» **Directions**
In the listing, find every line that has the string "Serialize" and copy it.

** Opening Data for review block **

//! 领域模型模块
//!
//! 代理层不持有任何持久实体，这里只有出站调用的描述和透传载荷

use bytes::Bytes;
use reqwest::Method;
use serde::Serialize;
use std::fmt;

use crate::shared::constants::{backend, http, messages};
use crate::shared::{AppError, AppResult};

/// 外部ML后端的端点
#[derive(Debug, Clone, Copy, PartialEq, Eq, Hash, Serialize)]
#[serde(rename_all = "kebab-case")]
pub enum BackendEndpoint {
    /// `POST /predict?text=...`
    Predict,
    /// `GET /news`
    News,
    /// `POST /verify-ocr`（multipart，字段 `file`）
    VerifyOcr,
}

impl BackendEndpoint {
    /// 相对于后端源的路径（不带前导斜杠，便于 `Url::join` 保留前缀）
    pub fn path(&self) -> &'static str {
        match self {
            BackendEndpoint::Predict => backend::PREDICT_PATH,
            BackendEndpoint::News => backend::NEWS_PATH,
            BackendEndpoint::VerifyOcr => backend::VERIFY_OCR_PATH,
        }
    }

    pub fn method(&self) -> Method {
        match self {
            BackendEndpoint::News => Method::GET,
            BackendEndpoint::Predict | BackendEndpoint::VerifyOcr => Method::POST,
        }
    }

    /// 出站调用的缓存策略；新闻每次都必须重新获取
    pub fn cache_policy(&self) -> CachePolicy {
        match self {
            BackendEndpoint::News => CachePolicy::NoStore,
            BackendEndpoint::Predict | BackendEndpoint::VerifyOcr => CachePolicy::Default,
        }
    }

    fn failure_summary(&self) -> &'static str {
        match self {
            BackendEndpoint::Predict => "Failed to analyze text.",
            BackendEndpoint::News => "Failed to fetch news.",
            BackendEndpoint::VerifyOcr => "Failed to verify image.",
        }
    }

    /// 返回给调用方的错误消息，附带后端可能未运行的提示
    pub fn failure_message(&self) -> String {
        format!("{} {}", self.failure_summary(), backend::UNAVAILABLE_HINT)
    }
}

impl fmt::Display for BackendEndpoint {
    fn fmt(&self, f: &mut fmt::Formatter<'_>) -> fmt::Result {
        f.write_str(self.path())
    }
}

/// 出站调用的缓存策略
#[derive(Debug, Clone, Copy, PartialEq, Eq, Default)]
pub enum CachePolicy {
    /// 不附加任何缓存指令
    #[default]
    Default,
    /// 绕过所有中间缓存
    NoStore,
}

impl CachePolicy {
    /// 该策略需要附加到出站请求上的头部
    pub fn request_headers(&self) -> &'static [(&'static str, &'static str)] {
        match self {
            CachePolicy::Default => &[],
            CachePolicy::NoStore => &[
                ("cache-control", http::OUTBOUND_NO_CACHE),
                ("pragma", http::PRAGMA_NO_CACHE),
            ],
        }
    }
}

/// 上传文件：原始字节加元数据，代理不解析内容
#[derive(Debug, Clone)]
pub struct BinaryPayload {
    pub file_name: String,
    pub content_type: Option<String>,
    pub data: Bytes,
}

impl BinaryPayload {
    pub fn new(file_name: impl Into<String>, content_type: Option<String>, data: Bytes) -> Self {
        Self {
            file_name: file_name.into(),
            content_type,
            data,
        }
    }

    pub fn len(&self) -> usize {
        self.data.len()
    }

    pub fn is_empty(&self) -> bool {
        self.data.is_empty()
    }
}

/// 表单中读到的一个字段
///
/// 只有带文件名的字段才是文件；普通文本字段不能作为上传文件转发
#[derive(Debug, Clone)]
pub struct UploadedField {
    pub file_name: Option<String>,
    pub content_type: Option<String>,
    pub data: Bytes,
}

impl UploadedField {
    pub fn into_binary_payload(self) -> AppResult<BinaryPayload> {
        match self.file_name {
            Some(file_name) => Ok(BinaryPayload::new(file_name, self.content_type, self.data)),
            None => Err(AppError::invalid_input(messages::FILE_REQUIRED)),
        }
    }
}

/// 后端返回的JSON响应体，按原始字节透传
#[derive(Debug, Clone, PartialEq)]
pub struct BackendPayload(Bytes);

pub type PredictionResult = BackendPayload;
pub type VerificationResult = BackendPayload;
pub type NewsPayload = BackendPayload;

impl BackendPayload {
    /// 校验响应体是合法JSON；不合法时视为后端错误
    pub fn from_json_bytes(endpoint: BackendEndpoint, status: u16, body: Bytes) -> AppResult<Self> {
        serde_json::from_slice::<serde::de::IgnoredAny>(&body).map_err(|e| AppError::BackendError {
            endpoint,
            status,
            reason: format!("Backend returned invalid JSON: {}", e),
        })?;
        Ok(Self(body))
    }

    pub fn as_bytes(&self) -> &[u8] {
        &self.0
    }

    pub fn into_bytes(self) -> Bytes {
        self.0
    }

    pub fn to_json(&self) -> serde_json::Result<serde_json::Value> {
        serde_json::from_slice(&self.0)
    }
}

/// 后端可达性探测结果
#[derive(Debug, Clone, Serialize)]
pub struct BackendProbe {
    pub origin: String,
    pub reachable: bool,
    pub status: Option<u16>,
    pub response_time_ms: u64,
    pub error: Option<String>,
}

** Closing Data for review block **

» **Response to this task**
use serde::Serialize;
#[derive(Debug, Clone, Copy, PartialEq, Eq, Hash, Serialize)]
#[derive(Debug, Clone, Serialize)]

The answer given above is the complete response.